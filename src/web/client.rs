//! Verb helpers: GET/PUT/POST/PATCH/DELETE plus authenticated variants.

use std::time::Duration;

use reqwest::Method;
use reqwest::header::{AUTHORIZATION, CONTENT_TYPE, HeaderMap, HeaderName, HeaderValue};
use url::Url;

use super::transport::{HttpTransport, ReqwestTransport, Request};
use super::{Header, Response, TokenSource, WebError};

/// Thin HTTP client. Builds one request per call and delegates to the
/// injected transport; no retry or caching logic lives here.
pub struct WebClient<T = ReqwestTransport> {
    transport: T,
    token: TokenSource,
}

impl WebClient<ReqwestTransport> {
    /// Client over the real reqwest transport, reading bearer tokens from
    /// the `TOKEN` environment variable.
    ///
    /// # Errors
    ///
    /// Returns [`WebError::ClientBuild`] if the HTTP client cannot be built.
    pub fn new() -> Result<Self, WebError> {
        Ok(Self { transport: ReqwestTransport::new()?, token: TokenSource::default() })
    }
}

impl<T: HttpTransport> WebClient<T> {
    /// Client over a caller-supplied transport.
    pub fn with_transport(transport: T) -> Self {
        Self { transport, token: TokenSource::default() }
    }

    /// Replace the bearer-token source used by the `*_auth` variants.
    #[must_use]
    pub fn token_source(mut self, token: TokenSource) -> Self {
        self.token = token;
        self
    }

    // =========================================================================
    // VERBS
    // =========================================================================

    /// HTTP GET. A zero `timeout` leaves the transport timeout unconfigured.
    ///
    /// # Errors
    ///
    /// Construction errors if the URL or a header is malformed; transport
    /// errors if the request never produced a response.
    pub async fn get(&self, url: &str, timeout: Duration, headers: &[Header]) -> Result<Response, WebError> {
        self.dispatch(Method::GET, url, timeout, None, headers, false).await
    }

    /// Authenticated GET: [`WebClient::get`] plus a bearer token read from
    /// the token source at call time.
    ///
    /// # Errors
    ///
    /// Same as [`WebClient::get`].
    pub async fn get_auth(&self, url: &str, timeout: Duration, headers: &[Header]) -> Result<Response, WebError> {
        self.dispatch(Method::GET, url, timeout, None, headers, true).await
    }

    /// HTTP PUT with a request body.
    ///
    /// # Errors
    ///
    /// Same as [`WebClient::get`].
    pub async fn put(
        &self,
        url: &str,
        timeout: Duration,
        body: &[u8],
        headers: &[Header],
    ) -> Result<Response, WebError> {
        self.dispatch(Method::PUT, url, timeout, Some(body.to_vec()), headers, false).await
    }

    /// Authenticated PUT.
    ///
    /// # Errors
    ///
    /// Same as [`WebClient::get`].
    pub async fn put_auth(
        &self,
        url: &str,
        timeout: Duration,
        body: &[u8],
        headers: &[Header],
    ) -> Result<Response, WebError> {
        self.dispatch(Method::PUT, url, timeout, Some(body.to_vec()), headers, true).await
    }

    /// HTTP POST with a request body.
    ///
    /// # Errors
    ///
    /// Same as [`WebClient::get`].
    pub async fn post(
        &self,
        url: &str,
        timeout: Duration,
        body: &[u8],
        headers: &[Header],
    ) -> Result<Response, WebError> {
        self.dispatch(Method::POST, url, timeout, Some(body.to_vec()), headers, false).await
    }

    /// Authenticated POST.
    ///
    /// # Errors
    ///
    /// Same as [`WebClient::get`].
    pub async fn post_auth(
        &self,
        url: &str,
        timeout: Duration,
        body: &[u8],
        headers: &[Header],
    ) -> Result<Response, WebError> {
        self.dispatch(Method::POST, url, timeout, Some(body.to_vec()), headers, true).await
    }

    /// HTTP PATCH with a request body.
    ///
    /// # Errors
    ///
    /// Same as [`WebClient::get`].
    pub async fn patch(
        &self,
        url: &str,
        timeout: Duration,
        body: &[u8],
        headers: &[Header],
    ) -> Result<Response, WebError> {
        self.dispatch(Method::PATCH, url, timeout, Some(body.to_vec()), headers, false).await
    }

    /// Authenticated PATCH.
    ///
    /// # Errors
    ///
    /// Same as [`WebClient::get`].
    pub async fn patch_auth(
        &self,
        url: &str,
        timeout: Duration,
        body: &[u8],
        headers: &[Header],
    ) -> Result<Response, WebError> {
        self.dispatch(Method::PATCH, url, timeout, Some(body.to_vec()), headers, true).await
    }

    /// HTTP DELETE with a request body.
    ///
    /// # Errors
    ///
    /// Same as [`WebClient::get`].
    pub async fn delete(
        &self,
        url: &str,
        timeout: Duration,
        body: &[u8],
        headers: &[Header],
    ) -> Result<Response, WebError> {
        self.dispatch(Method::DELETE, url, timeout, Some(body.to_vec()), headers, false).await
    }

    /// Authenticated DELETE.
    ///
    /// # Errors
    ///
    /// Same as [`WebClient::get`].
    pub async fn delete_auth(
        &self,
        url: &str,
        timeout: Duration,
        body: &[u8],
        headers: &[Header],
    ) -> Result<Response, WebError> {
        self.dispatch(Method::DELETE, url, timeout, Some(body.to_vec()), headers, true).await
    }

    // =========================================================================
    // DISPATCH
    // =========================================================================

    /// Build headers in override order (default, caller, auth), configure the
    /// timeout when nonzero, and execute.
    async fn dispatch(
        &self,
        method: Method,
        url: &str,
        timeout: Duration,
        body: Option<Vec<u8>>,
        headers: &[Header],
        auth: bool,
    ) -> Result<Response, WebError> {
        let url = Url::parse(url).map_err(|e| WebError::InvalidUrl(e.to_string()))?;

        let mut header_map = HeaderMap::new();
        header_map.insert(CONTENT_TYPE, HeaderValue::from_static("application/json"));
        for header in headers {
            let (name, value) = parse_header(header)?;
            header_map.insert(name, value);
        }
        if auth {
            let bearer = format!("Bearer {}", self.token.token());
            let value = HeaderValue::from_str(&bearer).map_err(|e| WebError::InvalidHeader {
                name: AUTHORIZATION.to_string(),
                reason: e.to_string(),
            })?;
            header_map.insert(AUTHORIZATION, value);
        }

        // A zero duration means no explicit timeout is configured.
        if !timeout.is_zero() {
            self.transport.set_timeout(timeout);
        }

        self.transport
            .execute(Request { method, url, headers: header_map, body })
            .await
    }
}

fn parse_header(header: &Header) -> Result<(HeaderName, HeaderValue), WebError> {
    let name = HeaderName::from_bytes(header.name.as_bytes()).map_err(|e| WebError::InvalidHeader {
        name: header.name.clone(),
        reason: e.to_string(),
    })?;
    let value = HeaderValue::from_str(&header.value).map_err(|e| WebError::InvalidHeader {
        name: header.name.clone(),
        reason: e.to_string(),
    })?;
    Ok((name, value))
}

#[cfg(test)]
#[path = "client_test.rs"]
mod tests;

+---+

What you are asked to do: Set down each entry again, unchanged.

Response area:
filename src/web/client.rs
//! Verb helpers: GET/PUT/POST/PATCH/DELETE plus authenticated variants.

use std::time::Duration;

use reqwest::Method;
use reqwest::header::{AUTHORIZATION, CONTENT_TYPE, HeaderMap, HeaderName, HeaderValue};
use url::Url;

use super::transport::{HttpTransport, ReqwestTransport, Request};
use super::{Header, Response, TokenSource, WebError};

/// Thin HTTP client. Builds one request per call and delegates to the
/// injected transport; no retry or caching logic lives here.
pub struct WebClient<T = ReqwestTransport> {
    transport: T,
    token: TokenSource,
}

impl WebClient<ReqwestTransport> {
    /// Client over the real reqwest transport, reading bearer tokens from
    /// the `TOKEN` environment variable.
    ///
    /// # Errors
    ///
    /// Returns [`WebError::ClientBuild`] if the HTTP client cannot be built.
    pub fn new() -> Result<Self, WebError> {
        Ok(Self { transport: ReqwestTransport::new()?, token: TokenSource::default() })
    }
}

impl<T: HttpTransport> WebClient<T> {
    /// Client over a caller-supplied transport.
    pub fn with_transport(transport: T) -> Self {
        Self { transport, token: TokenSource::default() }
    }

    /// Replace the bearer-token source used by the `*_auth` variants.
    #[must_use]
    pub fn token_source(mut self, token: TokenSource) -> Self {
        self.token = token;
        self
    }

    // =========================================================================
    // VERBS
    // =========================================================================

    /// HTTP GET. A zero `timeout` leaves the transport timeout unconfigured.
    ///
    /// # Errors
    ///
    /// Construction errors if the URL or a header is malformed; transport
    /// errors if the request never produced a response.
    pub async fn get(&self, url: &str, timeout: Duration, headers: &[Header]) -> Result<Response, WebError> {
        self.dispatch(Method::GET, url, timeout, None, headers, false).await
    }

    /// Authenticated GET: [`WebClient::get`] plus a bearer token read from
    /// the token source at call time.
    ///
    /// # Errors
    ///
    /// Same as [`WebClient::get`].
    pub async fn get_auth(&self, url: &str, timeout: Duration, headers: &[Header]) -> Result<Response, WebError> {
        self.dispatch(Method::GET, url, timeout, None, headers, true).await
    }

    /// HTTP PUT with a request body.
    ///
    /// # Errors
    ///
    /// Same as [`WebClient::get`].
    pub async fn put(
        &self,
        url: &str,
        timeout: Duration,
        body: &[u8],
        headers: &[Header],
    ) -> Result<Response, WebError> {
        self.dispatch(Method::PUT, url, timeout, Some(body.to_vec()), headers, false).await
    }

    /// Authenticated PUT.
    ///
    /// # Errors
    ///
    /// Same as [`WebClient::get`].
    pub async fn put_auth(
        &self,
        url: &str,
        timeout: Duration,
        body: &[u8],
        headers: &[Header],
    ) -> Result<Response, WebError> {
        self.dispatch(Method::PUT, url, timeout, Some(body.to_vec()), headers, true).await
    }

    /// HTTP POST with a request body.
    ///
    /// # Errors
    ///
    /// Same as [`WebClient::get`].
    pub async fn post(
        &self,
        url: &str,
        timeout: Duration,
        body: &[u8],
        headers: &[Header],
    ) -> Result<Response, WebError> {
        self.dispatch(Method::POST, url, timeout, Some(body.to_vec()), headers, false).await
    }

    /// Authenticated POST.
    ///
    /// # Errors
    ///
    /// Same as [`WebClient::get`].
    pub async fn post_auth(
        &self,
        url: &str,
        timeout: Duration,
        body: &[u8],
        headers: &[Header],
    ) -> Result<Response, WebError> {
        self.dispatch(Method::POST, url, timeout, Some(body.to_vec()), headers, true).await
    }

    /// HTTP PATCH with a request body.
    ///
    /// # Errors
    ///
    /// Same as [`WebClient::get`].
    pub async fn patch(
        &self,
        url: &str,
        timeout: Duration,
        body: &[u8],
        headers: &[Header],
    ) -> Result<Response, WebError> {
        self.dispatch(Method::PATCH, url, timeout, Some(body.to_vec()), headers, false).await
    }

    /// Authenticated PATCH.
    ///
    /// # Errors
    ///
    /// Same as [`WebClient::get`].
    pub async fn patch_auth(
        &self,
        url: &str,
        timeout: Duration,
        body: &[u8],
        headers: &[Header],
    ) -> Result<Response, WebError> {
        self.dispatch(Method::PATCH, url, timeout, Some(body.to_vec()), headers, true).await
    }

    /// HTTP DELETE with a request body.
    ///
    /// # Errors
    ///
    /// Same as [`WebClient::get`].
    pub async fn delete(
        &self,
        url: &str,
        timeout: Duration,
        body: &[u8],
        headers: &[Header],
    ) -> Result<Response, WebError> {
        self.dispatch(Method::DELETE, url, timeout, Some(body.to_vec()), headers, false).await
    }

    /// Authenticated DELETE.
    ///
    /// # Errors
    ///
    /// Same as [`WebClient::get`].
    pub async fn delete_auth(
        &self,
        url: &str,
        timeout: Duration,
        body: &[u8],
        headers: &[Header],
    ) -> Result<Response, WebError> {
        self.dispatch(Method::DELETE, url, timeout, Some(body.to_vec()), headers, true).await
    }

    // =========================================================================
    // DISPATCH
    // =========================================================================

    /// Build headers in override order (default, caller, auth), configure the
    /// timeout when nonzero, and execute.
    async fn dispatch(
        &self,
        method: Method,
        url: &str,
        timeout: Duration,
        body: Option<Vec<u8>>,
        headers: &[Header],
        auth: bool,
    ) -> Result<Response, WebError> {
        let url = Url::parse(url).map_err(|e| WebError::InvalidUrl(e.to_string()))?;

        let mut header_map = HeaderMap::new();
        header_map.insert(CONTENT_TYPE, HeaderValue::from_static("application/json"));
        for header in headers {
            let (name, value) = parse_header(header)?;
            header_map.insert(name, value);
        }
        if auth {
            let bearer = format!("Bearer {}", self.token.token());
            let value = HeaderValue::from_str(&bearer).map_err(|e| WebError::InvalidHeader {
                name: AUTHORIZATION.to_string(),
                reason: e.to_string(),
            })?;
            header_map.insert(AUTHORIZATION, value);
        }

        // A zero duration means no explicit timeout is configured.
        if !timeout.is_zero() {
            self.transport.set_timeout(timeout);
        }

        self.transport
            .execute(Request { method, url, headers: header_map, body })
            .await
    }
}

fn parse_header(header: &Header) -> Result<(HeaderName, HeaderValue), WebError> {
    let name = HeaderName::from_bytes(header.name.as_bytes()).map_err(|e| WebError::InvalidHeader {
        name: header.name.clone(),
        reason: e.to_string(),
    })?;
    let value = HeaderValue::from_str(&header.value).map_err(|e| WebError::InvalidHeader {
        name: header.name.clone(),
        reason: e.to_string(),
    })?;
    Ok((name, value))
}

#[cfg(test)]
#[path = "client_test.rs"]
mod tests;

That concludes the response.